Data excerpts:
*** Begin section ***

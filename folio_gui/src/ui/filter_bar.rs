//! Category filter buttons
//!
//! One button per category; the selected one is drawn as primary.

use iced::widget::{button, container, text, Row};
use iced::{Element, Length, Padding};

use folio_core::page::CategoryButton;

use crate::Message;

/// Render the filter bar
pub fn view_filter_bar(buttons: &[CategoryButton]) -> Element<'static, Message> {
    let mut bar: Row<'static, Message> = Row::new().spacing(12);

    for entry in buttons {
        let style = if entry.selected { button::primary } else { button::secondary };
        bar = bar.push(
            button(text(entry.category.label()).size(14))
                .on_press(Message::CategorySelected(entry.category))
                .padding(Padding::from([8, 24]))
                .style(style),
        );
    }

    container(bar)
        .width(Length::Fill)
        .align_x(iced::alignment::Horizontal::Center)
        .padding(Padding::from([8, 0]))
        .into()
}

*** End section ***

* Assigned task
Starting from the top of the records and ending at the line that contains "use folio_core::page::CategoryButton;", repeat each line exactly and return only those lines.

* Solution for this task
filename folio_gui/src/ui/filter_bar.rs
//! Category filter buttons
//!
//! One button per category; the selected one is drawn as primary.

use iced::widget::{button, container, text, Row};
use iced::{Element, Length, Padding};

use folio_core::page::CategoryButton;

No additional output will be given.